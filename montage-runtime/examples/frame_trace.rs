use montage_runtime::{
    AnimationRuntime, CompositeSection, MontageData, MontageInstanceId, NotifyEvent,
    RootMotionKey, RootMotionMode, RootMotionTrack, RuntimeConfig, Transform,
};
use std::collections::HashMap;
use std::sync::Arc;

fn print_usage_and_exit() -> ! {
    eprintln!(
        "Usage:\n  frame_trace <commands...>\n\nCommands:\n  --seed <u64>\n  --server\n  --root-motion <none|ignore|everything|montages>\n  --threads <n>\n  --montage <name> <length> <slot> <blendIn> <blendOut>\n  --group <montage> <group>\n  --section <montage> <name> <start> [next]\n  --notify <montage> <name> <time> [duration]\n  --chance <montage> <notify> <chance>\n  --dash <montage> <distance>\n  --play <montage> [rate]\n  --stop <montage> <blendOut>\n  --jump <montage> <section>\n  --follow <follower> <leader>\n  --lod <lod>\n  --step <dt> [count]\n  --consume <alpha>\n"
    );
    std::process::exit(2);
}

fn parse_root_motion_mode(s: &str) -> Option<RootMotionMode> {
    match s {
        "none" => Some(RootMotionMode::NoExtraction),
        "ignore" => Some(RootMotionMode::IgnoreRootMotion),
        "everything" => Some(RootMotionMode::RootMotionFromEverything),
        "montages" => Some(RootMotionMode::RootMotionFromMontagesOnly),
        _ => None,
    }
}

fn asset<'a>(assets: &'a mut HashMap<String, MontageData>, name: &str) -> &'a mut MontageData {
    assets
        .get_mut(name)
        .unwrap_or_else(|| panic!("unknown montage '{name}' (declare it with --montage)"))
}

fn main() {
    let args: Vec<String> = std::env::args().skip(1).collect();
    if args.is_empty() {
        print_usage_and_exit();
    }

    // Configuration flags come first; the runtime is built on the first playback command.
    let mut config = RuntimeConfig::default();
    let mut threads = 0usize;
    let mut assets: HashMap<String, MontageData> = HashMap::new();
    let mut i = 0;
    while i < args.len() {
        match args[i].as_str() {
            "--seed" if i + 1 < args.len() => {
                config.notify_seed = args[i + 1].parse().expect("seed");
                i += 2;
            }
            "--server" => {
                config.dedicated_server = true;
                i += 1;
            }
            "--root-motion" if i + 1 < args.len() => {
                config.root_motion_mode =
                    parse_root_motion_mode(&args[i + 1]).unwrap_or_else(|| print_usage_and_exit());
                i += 2;
            }
            "--threads" if i + 1 < args.len() => {
                threads = args[i + 1].parse().expect("threads");
                i += 2;
            }
            "--montage" if i + 5 < args.len() => {
                let name = args[i + 1].clone();
                let length: f32 = args[i + 2].parse().expect("length");
                let blend_in: f32 = args[i + 4].parse().expect("blend in");
                let blend_out: f32 = args[i + 5].parse().expect("blend out");
                let montage = MontageData::new(name.as_str(), length)
                    .with_slots([args[i + 3].as_str()])
                    .with_blend_times(blend_in, blend_out);
                assets.insert(name, montage);
                i += 6;
            }
            "--group" if i + 2 < args.len() => {
                asset(&mut assets, &args[i + 1]).group = Some(args[i + 2].clone());
                i += 3;
            }
            "--section" if i + 3 < args.len() => {
                let start: f32 = args[i + 3].parse().expect("section start");
                let mut section = CompositeSection::new(args[i + 2].as_str(), start);
                let mut used = 4;
                if let Some(next) = args.get(i + 4).filter(|a| !a.starts_with("--")) {
                    section = section.with_next(next.as_str());
                    used += 1;
                }
                let montage = asset(&mut assets, &args[i + 1]);
                // The first declared section replaces the implicit default one.
                if montage.sections.len() == 1 && montage.sections[0].name == "Default" {
                    montage.sections.clear();
                }
                montage.sections.push(section);
                i += used;
            }
            "--notify" if i + 3 < args.len() => {
                let time: f32 = args[i + 3].parse().expect("notify time");
                let mut used = 4;
                let event = match args.get(i + 4).and_then(|a| a.parse::<f32>().ok()) {
                    Some(duration) => {
                        used += 1;
                        NotifyEvent::state(args[i + 2].as_str(), time, duration)
                    }
                    None => NotifyEvent::one_shot(args[i + 2].as_str(), time),
                };
                asset(&mut assets, &args[i + 1]).notifies.push(Arc::new(event));
                i += used;
            }
            "--chance" if i + 3 < args.len() => {
                let chance: f32 = args[i + 3].parse().expect("chance");
                let montage = asset(&mut assets, &args[i + 1]);
                let notify = montage
                    .notifies
                    .iter_mut()
                    .find(|n| n.name == args[i + 2])
                    .expect("--chance requires a preceding --notify");
                Arc::make_mut(notify).trigger_chance = chance;
                i += 4;
            }
            "--dash" if i + 2 < args.len() => {
                let distance: f32 = args[i + 2].parse().expect("distance");
                let montage = asset(&mut assets, &args[i + 1]);
                montage.root_motion = Some(RootMotionTrack::new(vec![
                    RootMotionKey {
                        time: 0.0,
                        transform: Transform::IDENTITY,
                    },
                    RootMotionKey {
                        time: montage.length,
                        transform: Transform::from_translation(glam::Vec3::new(
                            distance, 0.0, 0.0,
                        )),
                    },
                ]));
                i += 3;
            }
            _ => break,
        }
    }

    let mut rt = AnimationRuntime::new(config).expect("runtime config");
    if threads > 0 {
        let pool = montage_runtime::build_worker_pool(threads).expect("worker pool");
        rt = rt.with_worker_pool(pool);
    }
    rt.on_montage_started("trace", |e| {
        println!("  event started {} ({})", e.montage.name, e.instance);
        Ok(())
    });
    rt.on_montage_blending_out("trace", |e| {
        println!(
            "  event blending-out {} interrupted={}",
            e.montage.name, e.interrupted
        );
        Ok(())
    });
    rt.on_montage_ended("trace", |e| {
        println!("  event ended {} interrupted={}", e.montage.name, e.interrupted);
        Ok(())
    });
    rt.on_notify("trace", |n| {
        println!("  notify {:?} {} w={:.3}", n.phase, n.event.name, n.weight);
        Ok(())
    });

    let shared: HashMap<String, Arc<MontageData>> = assets
        .into_iter()
        .map(|(name, montage)| (name, Arc::new(montage)))
        .collect();
    let mut playing: HashMap<String, MontageInstanceId> = HashMap::new();
    let mut total_time = 0.0f32;

    while i < args.len() {
        match args[i].as_str() {
            "--play" if i + 1 < args.len() => {
                let name = args[i + 1].as_str();
                let mut used = 2;
                let rate = match args.get(i + 2).and_then(|a| a.parse::<f32>().ok()) {
                    Some(rate) => {
                        used += 1;
                        rate
                    }
                    None => 1.0,
                };
                let montage = shared
                    .get(name)
                    .unwrap_or_else(|| panic!("unknown montage '{name}'"));
                let id = rt.play_montage(Arc::clone(montage), rate).expect("play montage");
                println!("play {name} as {id} rate={rate}");
                playing.insert(name.to_string(), id);
                i += used;
            }
            "--stop" if i + 2 < args.len() => {
                let blend_out: f32 = args[i + 2].parse().expect("blend out");
                let id = playing[args[i + 1].as_str()];
                if let Err(e) = rt.stop_montage(id, blend_out) {
                    println!("stop {}: {e}", args[i + 1]);
                }
                i += 3;
            }
            "--jump" if i + 2 < args.len() => {
                let id = playing[args[i + 1].as_str()];
                if let Err(e) = rt.jump_to_section(id, &args[i + 2]) {
                    println!("jump {}: {e}", args[i + 1]);
                }
                i += 3;
            }
            "--follow" if i + 2 < args.len() => {
                let follower = playing[args[i + 1].as_str()];
                let leader = playing[args[i + 2].as_str()];
                if let Err(e) = rt.montage_sync_follow(follower, leader) {
                    println!("follow {}: {e}", args[i + 1]);
                }
                i += 3;
            }
            "--lod" if i + 1 < args.len() => {
                rt.set_predicted_lod(args[i + 1].parse().expect("lod"));
                i += 2;
            }
            "--consume" if i + 1 < args.len() => {
                let alpha: f32 = args[i + 1].parse().expect("alpha");
                let motion = rt.consume_root_motion(alpha);
                println!(
                    "root motion t=({:.4}, {:.4}, {:.4})",
                    motion.translation.x, motion.translation.y, motion.translation.z
                );
                i += 2;
            }
            "--step" if i + 1 < args.len() => {
                let dt: f32 = args[i + 1].parse().expect("dt");
                let mut used = 2;
                let count = match args.get(i + 2).and_then(|a| a.parse::<usize>().ok()) {
                    Some(count) => {
                        used += 1;
                        count
                    }
                    None => 1,
                };
                for _ in 0..count {
                    total_time += dt;
                    println!("frame t={total_time:.4}");
                    rt.pre_update(dt).expect("pre update");
                    rt.dispatch_update(dt).expect("update");
                    let snapshot = rt.current_snapshot().expect("snapshot");
                    for record in snapshot.montages() {
                        println!(
                            "  {} {} w={:.4} p={:.4} playing={}",
                            record.instance,
                            record.montage.name,
                            record.weight,
                            record.position,
                            record.playing
                        );
                    }
                    for (curve, value) in snapshot.curves() {
                        println!("  curve {curve}={value:.4}");
                    }
                    for slot in snapshot.slots() {
                        println!(
                            "  slot {} local={:.4} global={:.4}",
                            slot.slot, slot.local_weight, slot.global_weight
                        );
                    }
                    let report = rt.post_update().expect("post update");
                    for failure in &report.failures {
                        println!("  failure {failure}");
                    }
                }
                i += used;
            }
            _ => print_usage_and_exit(),
        }
    }
}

○ ○ ○

[WHAT IS EXPECTED] Find all the lines with "RootMotionTrack" in the data and copy them.

[COMPLETED TASK]
    RootMotionKey, RootMotionMode, RootMotionTrack, RuntimeConfig, Transform,
                montage.root_motion = Some(RootMotionTrack::new(vec![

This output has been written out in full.